* [Your objective]: After reading the data below, copy out every line that contains the word "exactly".

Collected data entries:
= Beginning of Section =

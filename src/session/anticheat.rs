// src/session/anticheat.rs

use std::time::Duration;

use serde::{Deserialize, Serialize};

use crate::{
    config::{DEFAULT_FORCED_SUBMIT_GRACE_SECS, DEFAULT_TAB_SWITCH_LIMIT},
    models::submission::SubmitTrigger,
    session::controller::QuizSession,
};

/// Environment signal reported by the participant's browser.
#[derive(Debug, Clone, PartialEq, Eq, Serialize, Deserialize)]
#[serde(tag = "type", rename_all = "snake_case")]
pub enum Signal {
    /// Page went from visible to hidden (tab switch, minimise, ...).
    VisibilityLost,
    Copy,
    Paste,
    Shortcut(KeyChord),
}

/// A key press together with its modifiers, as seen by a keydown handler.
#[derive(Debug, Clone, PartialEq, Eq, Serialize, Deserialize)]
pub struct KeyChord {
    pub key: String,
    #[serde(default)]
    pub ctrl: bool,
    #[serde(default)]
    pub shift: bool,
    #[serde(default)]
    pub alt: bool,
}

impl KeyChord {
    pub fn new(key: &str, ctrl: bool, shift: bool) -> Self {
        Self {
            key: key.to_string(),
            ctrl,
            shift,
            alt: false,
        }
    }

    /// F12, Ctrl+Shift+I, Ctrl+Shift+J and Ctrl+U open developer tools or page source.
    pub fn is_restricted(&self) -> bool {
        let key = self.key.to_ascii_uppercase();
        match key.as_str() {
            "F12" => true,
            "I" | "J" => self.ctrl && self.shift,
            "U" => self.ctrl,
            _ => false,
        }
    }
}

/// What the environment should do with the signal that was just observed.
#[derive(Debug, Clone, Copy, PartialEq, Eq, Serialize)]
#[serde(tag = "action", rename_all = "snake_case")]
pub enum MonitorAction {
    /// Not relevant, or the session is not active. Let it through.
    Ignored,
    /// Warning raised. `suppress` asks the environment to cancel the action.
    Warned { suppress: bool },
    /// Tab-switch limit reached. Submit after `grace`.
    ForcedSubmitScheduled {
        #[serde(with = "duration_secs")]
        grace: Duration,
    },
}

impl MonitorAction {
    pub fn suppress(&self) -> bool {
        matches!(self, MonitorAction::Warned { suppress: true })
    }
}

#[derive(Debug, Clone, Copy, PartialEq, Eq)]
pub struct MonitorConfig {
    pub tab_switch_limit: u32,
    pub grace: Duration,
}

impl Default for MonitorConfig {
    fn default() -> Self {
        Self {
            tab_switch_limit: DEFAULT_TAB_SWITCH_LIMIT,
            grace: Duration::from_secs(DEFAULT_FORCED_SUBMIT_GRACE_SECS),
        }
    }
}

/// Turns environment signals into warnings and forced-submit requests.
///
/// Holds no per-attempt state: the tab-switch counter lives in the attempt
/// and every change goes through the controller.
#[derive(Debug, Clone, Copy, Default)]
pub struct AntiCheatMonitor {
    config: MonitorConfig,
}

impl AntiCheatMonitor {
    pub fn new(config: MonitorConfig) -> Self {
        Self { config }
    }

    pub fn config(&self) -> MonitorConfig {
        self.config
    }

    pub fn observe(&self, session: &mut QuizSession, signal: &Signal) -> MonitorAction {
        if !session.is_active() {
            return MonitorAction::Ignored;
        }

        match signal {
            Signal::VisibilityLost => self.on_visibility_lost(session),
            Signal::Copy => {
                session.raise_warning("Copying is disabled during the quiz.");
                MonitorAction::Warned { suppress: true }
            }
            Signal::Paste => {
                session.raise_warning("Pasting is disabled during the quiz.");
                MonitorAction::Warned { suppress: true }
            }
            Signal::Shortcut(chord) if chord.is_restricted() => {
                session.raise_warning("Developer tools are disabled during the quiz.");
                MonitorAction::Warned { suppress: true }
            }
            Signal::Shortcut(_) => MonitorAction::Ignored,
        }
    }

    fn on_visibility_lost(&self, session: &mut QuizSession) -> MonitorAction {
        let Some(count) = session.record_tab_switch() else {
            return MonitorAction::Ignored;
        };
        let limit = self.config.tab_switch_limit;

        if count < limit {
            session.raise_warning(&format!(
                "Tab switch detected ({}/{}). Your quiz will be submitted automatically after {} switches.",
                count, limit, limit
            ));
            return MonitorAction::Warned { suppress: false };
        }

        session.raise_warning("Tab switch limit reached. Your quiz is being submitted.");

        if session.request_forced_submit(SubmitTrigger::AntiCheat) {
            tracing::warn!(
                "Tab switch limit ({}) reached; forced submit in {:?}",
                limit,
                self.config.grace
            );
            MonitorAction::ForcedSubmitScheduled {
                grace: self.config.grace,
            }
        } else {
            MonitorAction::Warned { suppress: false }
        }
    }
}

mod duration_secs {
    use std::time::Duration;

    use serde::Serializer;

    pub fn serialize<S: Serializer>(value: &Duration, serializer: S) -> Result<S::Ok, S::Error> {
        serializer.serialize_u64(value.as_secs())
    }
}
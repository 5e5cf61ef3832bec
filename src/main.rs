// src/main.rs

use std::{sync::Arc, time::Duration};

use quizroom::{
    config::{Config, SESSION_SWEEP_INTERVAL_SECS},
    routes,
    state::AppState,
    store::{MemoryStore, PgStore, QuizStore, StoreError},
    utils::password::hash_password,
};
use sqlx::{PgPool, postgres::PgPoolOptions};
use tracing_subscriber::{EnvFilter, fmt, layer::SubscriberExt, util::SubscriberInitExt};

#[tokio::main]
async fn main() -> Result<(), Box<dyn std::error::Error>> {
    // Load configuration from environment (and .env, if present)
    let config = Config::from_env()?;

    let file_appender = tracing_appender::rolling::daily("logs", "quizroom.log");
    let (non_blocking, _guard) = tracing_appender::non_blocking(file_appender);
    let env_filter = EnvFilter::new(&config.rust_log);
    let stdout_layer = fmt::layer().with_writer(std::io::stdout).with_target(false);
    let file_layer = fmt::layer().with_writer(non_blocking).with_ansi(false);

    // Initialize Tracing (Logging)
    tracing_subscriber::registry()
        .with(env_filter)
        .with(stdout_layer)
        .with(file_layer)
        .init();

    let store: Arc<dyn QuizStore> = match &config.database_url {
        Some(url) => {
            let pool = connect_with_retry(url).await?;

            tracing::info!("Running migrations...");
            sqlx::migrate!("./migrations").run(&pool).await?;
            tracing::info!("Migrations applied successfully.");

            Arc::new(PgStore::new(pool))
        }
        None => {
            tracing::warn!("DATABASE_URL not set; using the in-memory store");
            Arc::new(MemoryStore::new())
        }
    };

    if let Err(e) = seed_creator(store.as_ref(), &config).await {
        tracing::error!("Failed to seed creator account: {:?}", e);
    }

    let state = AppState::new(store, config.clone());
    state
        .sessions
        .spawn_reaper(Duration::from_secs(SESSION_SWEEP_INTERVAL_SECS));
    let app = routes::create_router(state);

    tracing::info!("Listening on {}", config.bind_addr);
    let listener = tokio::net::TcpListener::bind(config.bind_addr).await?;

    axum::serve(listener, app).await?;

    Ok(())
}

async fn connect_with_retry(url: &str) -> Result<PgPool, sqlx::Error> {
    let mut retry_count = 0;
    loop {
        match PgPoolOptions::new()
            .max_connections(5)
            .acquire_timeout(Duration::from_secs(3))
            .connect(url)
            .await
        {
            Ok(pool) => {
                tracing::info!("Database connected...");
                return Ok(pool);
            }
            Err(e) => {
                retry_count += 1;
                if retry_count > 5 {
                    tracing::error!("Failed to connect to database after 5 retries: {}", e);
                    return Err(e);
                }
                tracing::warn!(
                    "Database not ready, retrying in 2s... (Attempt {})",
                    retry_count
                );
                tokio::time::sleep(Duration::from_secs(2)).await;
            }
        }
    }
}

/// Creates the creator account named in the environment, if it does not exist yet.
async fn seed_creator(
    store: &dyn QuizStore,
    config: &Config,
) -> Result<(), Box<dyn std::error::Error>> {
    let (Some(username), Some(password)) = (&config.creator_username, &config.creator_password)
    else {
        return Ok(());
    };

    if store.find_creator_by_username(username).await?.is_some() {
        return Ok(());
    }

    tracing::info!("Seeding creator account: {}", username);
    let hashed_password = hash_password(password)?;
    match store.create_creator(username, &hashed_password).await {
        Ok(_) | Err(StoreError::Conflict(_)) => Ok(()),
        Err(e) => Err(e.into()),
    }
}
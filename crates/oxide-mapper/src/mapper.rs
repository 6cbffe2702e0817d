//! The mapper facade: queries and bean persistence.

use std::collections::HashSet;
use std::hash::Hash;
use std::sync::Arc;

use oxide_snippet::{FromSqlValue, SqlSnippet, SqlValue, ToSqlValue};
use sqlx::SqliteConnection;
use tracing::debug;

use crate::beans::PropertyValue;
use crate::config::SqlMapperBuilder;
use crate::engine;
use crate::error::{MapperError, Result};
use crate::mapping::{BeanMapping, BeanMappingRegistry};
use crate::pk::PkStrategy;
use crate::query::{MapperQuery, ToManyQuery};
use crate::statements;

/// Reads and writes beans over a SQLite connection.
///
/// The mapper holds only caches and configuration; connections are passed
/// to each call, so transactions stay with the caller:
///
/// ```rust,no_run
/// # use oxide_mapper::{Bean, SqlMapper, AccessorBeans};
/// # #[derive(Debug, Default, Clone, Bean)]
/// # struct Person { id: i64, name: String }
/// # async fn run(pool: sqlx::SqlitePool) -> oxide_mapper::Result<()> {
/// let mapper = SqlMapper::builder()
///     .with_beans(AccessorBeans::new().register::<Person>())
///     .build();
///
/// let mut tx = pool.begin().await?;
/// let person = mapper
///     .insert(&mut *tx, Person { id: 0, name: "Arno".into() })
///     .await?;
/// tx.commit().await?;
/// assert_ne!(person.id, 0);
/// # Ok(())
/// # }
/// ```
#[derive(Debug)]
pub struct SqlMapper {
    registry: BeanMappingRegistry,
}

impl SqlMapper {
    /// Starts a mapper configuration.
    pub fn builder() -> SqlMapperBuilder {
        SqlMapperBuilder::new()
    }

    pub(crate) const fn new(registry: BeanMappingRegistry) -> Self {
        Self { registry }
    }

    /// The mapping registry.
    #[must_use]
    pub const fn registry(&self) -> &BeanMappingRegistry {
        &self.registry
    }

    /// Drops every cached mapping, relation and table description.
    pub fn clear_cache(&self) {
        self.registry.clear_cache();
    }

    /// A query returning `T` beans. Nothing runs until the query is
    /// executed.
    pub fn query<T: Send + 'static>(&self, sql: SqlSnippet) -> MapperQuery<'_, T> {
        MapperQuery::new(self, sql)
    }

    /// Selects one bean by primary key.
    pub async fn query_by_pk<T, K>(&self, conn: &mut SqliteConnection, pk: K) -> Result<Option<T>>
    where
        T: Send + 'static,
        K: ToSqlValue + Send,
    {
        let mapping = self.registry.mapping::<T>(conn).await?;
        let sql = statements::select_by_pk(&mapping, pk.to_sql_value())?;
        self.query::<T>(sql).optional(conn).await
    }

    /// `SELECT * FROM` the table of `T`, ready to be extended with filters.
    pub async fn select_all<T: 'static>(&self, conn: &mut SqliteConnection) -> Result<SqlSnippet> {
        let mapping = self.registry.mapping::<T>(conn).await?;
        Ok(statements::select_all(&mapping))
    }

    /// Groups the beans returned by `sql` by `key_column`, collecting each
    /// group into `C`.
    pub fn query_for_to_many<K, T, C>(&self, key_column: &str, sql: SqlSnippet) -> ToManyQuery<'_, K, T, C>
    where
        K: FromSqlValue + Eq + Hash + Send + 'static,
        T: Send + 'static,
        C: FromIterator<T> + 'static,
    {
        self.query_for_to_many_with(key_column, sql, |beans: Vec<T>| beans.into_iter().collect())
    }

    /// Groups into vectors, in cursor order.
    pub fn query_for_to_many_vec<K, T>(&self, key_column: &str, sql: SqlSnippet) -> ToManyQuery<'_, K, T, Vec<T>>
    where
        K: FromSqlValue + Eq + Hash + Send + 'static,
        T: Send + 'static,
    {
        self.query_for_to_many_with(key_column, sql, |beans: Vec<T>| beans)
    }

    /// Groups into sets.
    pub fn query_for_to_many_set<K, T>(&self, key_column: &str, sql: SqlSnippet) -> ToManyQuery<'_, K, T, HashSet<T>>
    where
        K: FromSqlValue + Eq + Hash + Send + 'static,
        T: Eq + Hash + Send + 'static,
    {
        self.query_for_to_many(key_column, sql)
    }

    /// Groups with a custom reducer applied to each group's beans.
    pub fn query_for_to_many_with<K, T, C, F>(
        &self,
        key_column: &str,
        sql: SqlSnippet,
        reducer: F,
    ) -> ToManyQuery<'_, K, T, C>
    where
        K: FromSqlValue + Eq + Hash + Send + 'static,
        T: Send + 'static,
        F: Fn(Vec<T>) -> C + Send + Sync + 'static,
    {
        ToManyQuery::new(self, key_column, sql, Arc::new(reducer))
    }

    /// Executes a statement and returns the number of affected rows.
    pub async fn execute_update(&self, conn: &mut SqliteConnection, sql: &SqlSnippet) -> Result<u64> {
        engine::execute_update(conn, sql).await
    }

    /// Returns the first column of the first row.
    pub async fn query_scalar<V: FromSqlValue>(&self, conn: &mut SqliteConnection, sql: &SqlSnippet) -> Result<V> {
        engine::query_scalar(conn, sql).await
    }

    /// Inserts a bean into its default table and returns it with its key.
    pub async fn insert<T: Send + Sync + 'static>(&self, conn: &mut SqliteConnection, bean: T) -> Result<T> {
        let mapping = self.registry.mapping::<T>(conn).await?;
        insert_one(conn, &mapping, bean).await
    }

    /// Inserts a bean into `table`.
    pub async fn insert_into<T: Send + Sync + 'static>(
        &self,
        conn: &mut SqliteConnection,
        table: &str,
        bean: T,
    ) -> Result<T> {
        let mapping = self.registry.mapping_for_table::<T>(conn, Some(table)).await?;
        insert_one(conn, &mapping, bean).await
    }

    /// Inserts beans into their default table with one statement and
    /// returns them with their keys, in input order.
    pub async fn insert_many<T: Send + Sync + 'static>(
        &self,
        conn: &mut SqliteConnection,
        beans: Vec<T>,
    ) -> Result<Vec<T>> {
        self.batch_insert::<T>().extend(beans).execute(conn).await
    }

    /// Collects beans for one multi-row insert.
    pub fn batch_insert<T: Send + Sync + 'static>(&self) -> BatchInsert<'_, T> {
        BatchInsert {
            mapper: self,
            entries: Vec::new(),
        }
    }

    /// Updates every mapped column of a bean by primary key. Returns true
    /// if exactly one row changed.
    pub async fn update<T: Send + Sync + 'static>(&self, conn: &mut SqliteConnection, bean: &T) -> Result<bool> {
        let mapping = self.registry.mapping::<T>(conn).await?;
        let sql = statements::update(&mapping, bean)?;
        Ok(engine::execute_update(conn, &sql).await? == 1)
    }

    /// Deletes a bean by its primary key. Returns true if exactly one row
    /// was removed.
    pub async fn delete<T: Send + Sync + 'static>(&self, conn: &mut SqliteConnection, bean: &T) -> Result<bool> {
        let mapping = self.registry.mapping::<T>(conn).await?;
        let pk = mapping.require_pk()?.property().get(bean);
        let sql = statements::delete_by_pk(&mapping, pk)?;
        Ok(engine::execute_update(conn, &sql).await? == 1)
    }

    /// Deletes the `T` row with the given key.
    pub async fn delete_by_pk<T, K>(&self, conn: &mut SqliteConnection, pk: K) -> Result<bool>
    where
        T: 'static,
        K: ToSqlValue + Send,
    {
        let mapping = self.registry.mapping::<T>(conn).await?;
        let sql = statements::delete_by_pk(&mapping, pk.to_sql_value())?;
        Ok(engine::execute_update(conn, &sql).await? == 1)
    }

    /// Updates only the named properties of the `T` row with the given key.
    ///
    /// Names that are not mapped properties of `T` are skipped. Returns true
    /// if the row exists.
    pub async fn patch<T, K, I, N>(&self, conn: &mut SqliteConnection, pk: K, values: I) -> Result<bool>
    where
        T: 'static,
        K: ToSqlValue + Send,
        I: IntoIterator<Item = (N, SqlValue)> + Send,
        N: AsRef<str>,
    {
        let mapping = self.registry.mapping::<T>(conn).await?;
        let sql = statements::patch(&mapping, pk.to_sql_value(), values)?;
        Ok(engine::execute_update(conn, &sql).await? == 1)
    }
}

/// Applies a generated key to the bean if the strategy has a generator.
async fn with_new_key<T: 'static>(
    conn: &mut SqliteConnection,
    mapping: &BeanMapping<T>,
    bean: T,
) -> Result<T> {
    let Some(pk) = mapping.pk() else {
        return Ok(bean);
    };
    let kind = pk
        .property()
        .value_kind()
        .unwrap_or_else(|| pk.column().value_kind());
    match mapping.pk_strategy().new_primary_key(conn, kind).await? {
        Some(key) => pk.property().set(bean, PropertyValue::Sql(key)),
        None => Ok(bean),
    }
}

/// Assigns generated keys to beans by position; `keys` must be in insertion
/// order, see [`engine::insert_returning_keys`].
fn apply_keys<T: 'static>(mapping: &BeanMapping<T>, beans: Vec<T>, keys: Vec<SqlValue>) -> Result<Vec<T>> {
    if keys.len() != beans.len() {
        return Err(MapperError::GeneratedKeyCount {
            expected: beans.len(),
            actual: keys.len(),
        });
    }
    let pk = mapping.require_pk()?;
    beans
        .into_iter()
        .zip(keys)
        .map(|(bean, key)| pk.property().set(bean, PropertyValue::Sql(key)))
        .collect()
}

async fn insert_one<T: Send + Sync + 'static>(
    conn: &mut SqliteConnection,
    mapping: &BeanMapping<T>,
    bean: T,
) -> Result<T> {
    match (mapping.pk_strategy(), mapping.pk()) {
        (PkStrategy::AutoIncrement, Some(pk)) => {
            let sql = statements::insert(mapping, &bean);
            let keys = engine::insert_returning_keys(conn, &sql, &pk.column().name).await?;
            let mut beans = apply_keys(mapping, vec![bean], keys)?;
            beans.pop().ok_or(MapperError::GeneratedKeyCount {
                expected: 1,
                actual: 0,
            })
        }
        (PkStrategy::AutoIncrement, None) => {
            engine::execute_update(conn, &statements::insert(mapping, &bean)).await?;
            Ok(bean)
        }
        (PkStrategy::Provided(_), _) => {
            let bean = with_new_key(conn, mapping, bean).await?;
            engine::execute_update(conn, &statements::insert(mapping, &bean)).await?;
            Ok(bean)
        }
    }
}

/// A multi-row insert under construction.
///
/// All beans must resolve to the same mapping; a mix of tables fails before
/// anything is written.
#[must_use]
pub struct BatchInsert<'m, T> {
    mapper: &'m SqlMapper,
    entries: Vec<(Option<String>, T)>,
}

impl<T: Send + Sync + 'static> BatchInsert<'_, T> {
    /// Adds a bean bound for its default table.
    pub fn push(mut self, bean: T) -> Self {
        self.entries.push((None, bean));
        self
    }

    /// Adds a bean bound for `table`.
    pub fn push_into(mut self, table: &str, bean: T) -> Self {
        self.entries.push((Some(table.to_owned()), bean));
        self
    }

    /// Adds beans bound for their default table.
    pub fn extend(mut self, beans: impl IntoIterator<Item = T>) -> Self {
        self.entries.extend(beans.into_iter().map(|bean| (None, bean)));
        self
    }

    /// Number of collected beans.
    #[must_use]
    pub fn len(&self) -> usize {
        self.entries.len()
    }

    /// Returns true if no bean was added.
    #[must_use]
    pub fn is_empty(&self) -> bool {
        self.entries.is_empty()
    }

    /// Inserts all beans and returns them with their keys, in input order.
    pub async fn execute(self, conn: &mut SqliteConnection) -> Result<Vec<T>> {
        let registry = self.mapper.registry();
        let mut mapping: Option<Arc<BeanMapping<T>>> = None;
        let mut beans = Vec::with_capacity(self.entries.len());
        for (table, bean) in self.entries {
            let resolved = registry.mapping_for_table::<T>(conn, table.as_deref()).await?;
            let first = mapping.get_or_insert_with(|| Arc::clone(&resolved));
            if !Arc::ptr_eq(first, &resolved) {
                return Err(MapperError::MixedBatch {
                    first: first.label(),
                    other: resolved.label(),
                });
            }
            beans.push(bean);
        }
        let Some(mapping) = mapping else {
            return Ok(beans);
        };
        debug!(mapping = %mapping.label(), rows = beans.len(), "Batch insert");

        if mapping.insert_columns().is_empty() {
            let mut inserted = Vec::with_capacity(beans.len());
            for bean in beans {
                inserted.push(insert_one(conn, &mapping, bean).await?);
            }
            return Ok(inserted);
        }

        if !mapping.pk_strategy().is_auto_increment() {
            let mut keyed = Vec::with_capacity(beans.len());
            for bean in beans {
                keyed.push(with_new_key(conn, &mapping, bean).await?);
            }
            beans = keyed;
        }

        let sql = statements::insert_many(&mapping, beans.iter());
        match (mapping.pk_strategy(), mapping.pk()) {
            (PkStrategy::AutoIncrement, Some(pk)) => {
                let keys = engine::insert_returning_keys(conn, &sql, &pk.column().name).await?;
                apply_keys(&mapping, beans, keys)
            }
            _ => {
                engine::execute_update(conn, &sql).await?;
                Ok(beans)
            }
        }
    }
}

= End of Section =

* [Reply]:
    /// if exactly one row changed.
    /// Deletes a bean by its primary key. Returns true if exactly one row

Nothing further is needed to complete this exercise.